### Dataset extract:

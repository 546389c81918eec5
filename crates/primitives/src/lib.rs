//! Core domain types shared across the tapbridge workspace.
//!
//! Everything here is plain data: deposits observed on chain, the embedded
//! instruction payloads they carry, the settlement log entries derived from
//! them, and the spendable outputs the bridge controls. Persistence and
//! behavior live in the other crates.

pub mod amount;
pub mod deposit;
pub mod log;
pub mod utxo;

pub use amount::{format_number_string, normalize_value, resolve_number_string};
pub use deposit::{Deposit, MintInstruction, MAX_INSTRUCTION_FEE};
pub use log::{LogEntry, LogEntryKind, SettlementReceipt};
pub use utxo::{outpoint_key, UtxoEntry, UTXO_INVENTORY_CAP};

### Your task:
Reproduce the entries above in full, verbatim.

### Response to this task:
repository 546389c81918eec5
filename crates/primitives/src/lib.rs
//! Core domain types shared across the tapbridge workspace.
//!
//! Everything here is plain data: deposits observed on chain, the embedded
//! instruction payloads they carry, the settlement log entries derived from
//! them, and the spendable outputs the bridge controls. Persistence and
//! behavior live in the other crates.

pub mod amount;
pub mod deposit;
pub mod log;
pub mod utxo;

pub use amount::{format_number_string, normalize_value, resolve_number_string};
pub use deposit::{Deposit, MintInstruction, MAX_INSTRUCTION_FEE};
pub use log::{LogEntry, LogEntryKind, SettlementReceipt};
pub use utxo::{outpoint_key, UtxoEntry, UTXO_INVENTORY_CAP};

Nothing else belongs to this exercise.